The other night, I attended a dance performance called SKIN. Here’s the synopsis from the program:
SKIN examines touch and skin as a tactile organ. This evening’s performance examines the questions: Why do we touch? How do we use touch to communicate and what ARE we saying when we do? Why do we long for human contact? How can touch be so universal and, at the same time, so uniquely intimate? What happens to the human body at the moment of touch? Our skin is our largest organ and our means of contact to anything that is not part of us. What is your skin holding in?
Before the performance even began I was already into my inner monologue and applying all these questions to my hyperhidrosis. When the lights went down, I was ready to be moved and was hoping that I would be. For the first time in my life, I was brought to tears by dance. While watching these beautiful dancers move their bodies and touch each other in such intimate ways, I was thinking how lucky they are that they can dance barefoot across a stage and not have to worry about slipping and falling because their feet are puddles underneath them. I yearned to be able to do what they were doing in their bare feet and scantily clad bodies, whirling and twirling and holding each other’s hands.

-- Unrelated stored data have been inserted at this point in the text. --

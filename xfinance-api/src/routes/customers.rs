/// Customer endpoints
///
/// Writes need the `CUSTOMERS_EDIT` action.

use crate::{
    app::AppState,
    error::{ApiError, ApiResult},
    routes::{ensure_company, not_blank, Deleted},
};
use axum::{
    extract::{Path, Query, State},
    http::StatusCode,
    Extension, Json,
};
use serde::Deserialize;
use serde_json::json;
use uuid::Uuid;
use validator::Validate;
use xfinance_shared::{
    auth::{
        authorization::{actions, require_action},
        middleware::AuthContext,
    },
    models::{
        customer::{CreateCustomer, Customer, UpdateCustomer},
        log::{AuditLog, NewLog},
    },
};

#[derive(Debug, Default, Deserialize)]
pub struct ListCustomersQuery {
    /// Matches code or name, case-insensitive
    pub search: Option<String>,
}

#[derive(Debug, Deserialize, Validate)]
pub struct CreateCustomerRequest {
    #[validate(
        length(min = 1, max = 50, message = "Code must be 1-50 characters"),
        custom(function = "not_blank")
    )]
    pub code: String,

    #[validate(length(min = 1, max = 200, message = "Name must be 1-200 characters"))]
    pub name: String,

    pub register_number: Option<String>,
    pub phone: Option<String>,

    #[validate(email(message = "Invalid email format"))]
    pub email: Option<String>,
}

#[derive(Debug, Deserialize, Validate)]
pub struct UpdateCustomerRequest {
    #[validate(
        length(min = 1, max = 50, message = "Code must be 1-50 characters"),
        custom(function = "not_blank")
    )]
    pub code: Option<String>,

    #[validate(length(min = 1, max = 200, message = "Name must be 1-200 characters"))]
    pub name: Option<String>,

    pub register_number: Option<String>,
    pub phone: Option<String>,

    #[validate(email(message = "Invalid email format"))]
    pub email: Option<String>,
}

pub async fn list(
    State(state): State<AppState>,
    Path(company_id): Path<Uuid>,
    Query(query): Query<ListCustomersQuery>,
) -> ApiResult<Json<Vec<Customer>>> {
    ensure_company(&state, company_id).await?;

    let customers = Customer::list_by_company(&state.db, company_id, query.search.as_deref()).await?;
    Ok(Json(customers))
}

pub async fn get(State(state): State<AppState>, Path(id): Path<Uuid>) -> ApiResult<Json<Customer>> {
    let customer = Customer::find_by_id(&state.db, id)
        .await?
        .ok_or_else(|| ApiError::not_found("Customer"))?;

    Ok(Json(customer))
}

pub async fn create(
    State(state): State<AppState>,
    Extension(auth): Extension<AuthContext>,
    Path(company_id): Path<Uuid>,
    Json(req): Json<CreateCustomerRequest>,
) -> ApiResult<(StatusCode, Json<Customer>)> {
    require_action(&state.db, &auth, actions::CUSTOMERS_EDIT).await?;
    req.validate()?;
    ensure_company(&state, company_id).await?;

    let customer = Customer::create(
        &state.db,
        CreateCustomer {
            company_id,
            code: req.code.trim().to_string(),
            name: req.name.trim().to_string(),
            register_number: req.register_number,
            phone: req.phone,
            email: req.email,
        },
    )
    .await?;

    AuditLog::record_quietly(
        &state.db,
        NewLog::info("customers.create", format!("Created customer {}", customer.code))
            .by(auth.user_id)
            .with_metadata(json!({ "company_id": company_id, "customer_id": customer.id })),
    )
    .await;

    Ok((StatusCode::CREATED, Json(customer)))
}

pub async fn update(
    State(state): State<AppState>,
    Extension(auth): Extension<AuthContext>,
    Path(id): Path<Uuid>,
    Json(req): Json<UpdateCustomerRequest>,
) -> ApiResult<Json<Customer>> {
    require_action(&state.db, &auth, actions::CUSTOMERS_EDIT).await?;
    req.validate()?;

    let data = UpdateCustomer {
        code: req.code.map(|c| c.trim().to_string()),
        name: req.name.map(|n| n.trim().to_string()),
        register_number: req.register_number,
        phone: req.phone,
        email: req.email,
    };

    let customer = Customer::update(&state.db, id, data)
        .await?
        .ok_or_else(|| ApiError::not_found("Customer"))?;

    Ok(Json(customer))
}

pub async fn delete(
    State(state): State<AppState>,
    Extension(auth): Extension<AuthContext>,
    Path(id): Path<Uuid>,
) -> ApiResult<Json<Deleted>> {
    require_action(&state.db, &auth, actions::CUSTOMERS_EDIT).await?;

    if !Customer::delete(&state.db, id).await? {
        return Err(ApiError::not_found("Customer"));
    }

    AuditLog::record_quietly(
        &state.db,
        NewLog::warn("customers.delete", "Deleted customer")
            .by(auth.user_id)
            .with_metadata(json!({ "customer_id": id })),
    )
    .await;

    Ok(Json(Deleted::yes()))
}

I found myself drawn to each of the dancers for different reasons. They all had beautifully designed costumes, each one a bit different from the next. The costumes were sheer, sheer enough that you could see their breasts through them. How brave they were to bare it all for this performance. After all, it was about skin. I found myself drawn to a couple of the dancers who were a bit more curvy, just like me. While all of the dancers were good, for some reason a couple of them seemed more real to me. We’re more alike than unalike, and I found myself inspired by their bodies, their talent, and their bravery to dance in costumes that covered very little. Like them, I must brave myself to walk around in my own skin. My own sweaty skin.
What is it that you’re hiding underneath your skin? What would you do if you no longer had to be literally uncomfortable in it? I envisioned myself on stage, baring my heart more often and speaking my truth because I no longer had to worry about being sweaty all the time, which so often becomes the filter for my daily life. So much can be said through touch, or the lack thereof. I shy away from touching the majority of people because my hands are usually sweating. But that doesn’t mean I’m one who is closed off to the world. Sometimes it’s just hard to live in life when you are wet.
My skin has hyperhidrosis. Want to know what’s underneath it? A combination of yin and yang. East and west. Positive and negative. I must choose what I allow to come up to the surface, which at times is very hard when I can’t turn off the physicality of my sweating and my condition is manifesting itself all over my hands, feet, socks, shoes, jeans, sleeves, etc.
Underneath my skin I am:
Nervous | Confident |
Pained | Loved |
Hurt | Accepted |
Angered | Joyful |
What can I, and you, do as someone who suffers from hyperhidrosis? I can choose what I offer to the world, even if I have to be sweaty in the process. I can choose to let go and allow myself to fall into the right people, knowing they will catch me when I fall. Yes, it’s nerve wracking initially. Everything can be the first time you do it. But you have to be willing to jump and fall in faith, knowing that the risk is worth it. Because once you do, you will feel alive and open to the abundance that awaits you in life. Be willing to fail. Be willing to risk everything.
This performance of SKIN could have gone on all night and I would’ve felt like it had just started. What I gleaned from it I will take with me, underneath my own skin. SKIN portrayed truth, beauty, relevance, awareness, emotion, and courage. Gay, lesbian, straight, bisexual, transgendered, all are worthy of touch. And so am I, and so are you.
We, too, are works of art. We just have a bit more “shimmer” than others.